In bright paints and collage, Holmes shows the rainbow of black skin tones on each page while Joy’s text describes what “Black is” physically and culturally. It ranges from the concrete, such as “the braids in my best friend’s hair,” to the conceptual: “Black is soft-singing, ‘Hush now, don’t explain’ ”—a reference to the song “Don’t Explain” made popular by Billie Holiday and Nina Simone, the former depicted in full song with her signature camellia and the latter at her piano.
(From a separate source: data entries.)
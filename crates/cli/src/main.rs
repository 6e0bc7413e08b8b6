use std::process::ExitCode;

fn main() -> ExitCode {
    virtuoso_cli::run()
}
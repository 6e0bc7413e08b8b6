pub mod commands;

use std::path::PathBuf;
use std::process::ExitCode;

use clap::{Parser, Subcommand};
use tracing_subscriber::EnvFilter;
use virtuoso_core::config::{AppConfig, ConfigOverrides, LoadOptions, LogFormat};

#[derive(Debug, Parser)]
#[command(
    name = "virtuoso",
    about = "VIRTUOSO storefront CLI",
    long_about = "Browse the VIRTUOSO catalog, replay cart and storefront sessions, and inspect configuration.",
    after_help = "Examples:\n  virtuoso catalog\n  virtuoso cart add:1 add:1 add:2 dec:1\n  virtuoso session menu nav:catalog try-on:3 add:3\n  virtuoso doctor --json"
)]
pub struct Cli {
    #[arg(long, global = true, help = "Path to a virtuoso.toml config file")]
    config: Option<PathBuf>,
    #[arg(long, global = true, help = "Override store.name")]
    store_name: Option<String>,
    #[arg(long, global = true, help = "Override store.currency")]
    currency: Option<String>,
    #[arg(long, global = true, help = "Override catalog.path with a TOML catalog file")]
    catalog: Option<PathBuf>,
    #[arg(long, global = true, help = "Override logging.level (trace|debug|info|warn|error)")]
    log_level: Option<String>,
    #[command(subcommand)]
    command: Command,
}

#[derive(Debug, Subcommand)]
enum Command {
    #[command(about = "List the catalog in display order")]
    Catalog {
        #[arg(long, help = "Emit machine-readable JSON output")]
        json: bool,
    },
    #[command(
        about = "Replay cart actions against an empty cart",
        long_about = "Replay cart actions against an empty cart and print the resulting summary.\nActions: add:<id>, remove:<id>, inc:<id>, dec:<id>"
    )]
    Cart {
        #[arg(value_name = "ACTION")]
        actions: Vec<String>,
    },
    #[command(
        about = "Replay storefront events against a fresh session",
        long_about = "Replay storefront events against a fresh session and print the resulting state.\nEvents: nav:<section>, menu, select:<id>, try-on:<id>, viewer:<control>, add:<id>, remove:<id>, inc:<id>, dec:<id>"
    )]
    Session {
        #[arg(value_name = "EVENT")]
        events: Vec<String>,
    },
    #[command(
        about = "Inspect effective configuration values with source attribution"
    )]
    Config,
    #[command(about = "Validate config and catalog integrity")]
    Doctor {
        #[arg(long, help = "Emit machine-readable JSON output")]
        json: bool,
    },
}

pub fn run() -> ExitCode {
    let cli = Cli::parse();
    let options = LoadOptions {
        config_path: cli.config.clone(),
        overrides: ConfigOverrides {
            store_name: cli.store_name.clone(),
            currency: cli.currency.clone(),
            catalog_path: cli.catalog.clone(),
            log_level: cli.log_level.clone(),
            log_format: None,
        },
        ..LoadOptions::default()
    };

    init_logging(AppConfig::load(options.clone()).ok().as_ref());

    let result = match cli.command {
        Command::Catalog { json } => commands::catalog::run(options, json),
        Command::Cart { actions } => commands::cart::run(options, &actions),
        Command::Session { events } => commands::session::run(options, &events),
        Command::Config => commands::config::run(options),
        Command::Doctor { json } => commands::CommandResult {
            exit_code: 0,
            output: commands::doctor::run(options, json),
        },
    };

    println!("{}", result.output);
    ExitCode::from(result.exit_code)
}

/// Logs go to stderr so command output on stdout stays parseable. `RUST_LOG`
/// takes precedence over `logging.level` when set.
fn init_logging(config: Option<&AppConfig>) {
    let log_level = config.map(|config| config.logging.level.as_str()).unwrap_or("warn");
    let format = config.map(|config| config.logging.format).unwrap_or(LogFormat::Compact);

    let builder = tracing_subscriber::fmt()
        .with_writer(std::io::stderr)
        .with_target(false)
        .with_env_filter(log_filter(log_level));

    match format {
        LogFormat::Compact => builder.compact().init(),
        LogFormat::Pretty => builder.pretty().init(),
        LogFormat::Json => builder.json().init(),
    }
}

fn log_filter(log_level: &str) -> EnvFilter {
    EnvFilter::try_from_default_env()
        .or_else(|_| EnvFilter::try_new(log_level))
        .unwrap_or_else(|_| EnvFilter::new("warn"))
}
Joy alludes throughout the brief text to poetry, music, figures, and events in black history, and several pages of backmatter supply the necessary context for caregivers who need a little extra help explaining them to listeners. Additionally, there is a playlist of songs to accompany reading as well as three poems: “Harlem,” by Langston Hughes, and “We Wear the Mask” and “Sympathy,” by Paul Laurence Dunbar. The author also includes a historical timeline describing some of the names that have been used to describe and label black people in the United States since 1619.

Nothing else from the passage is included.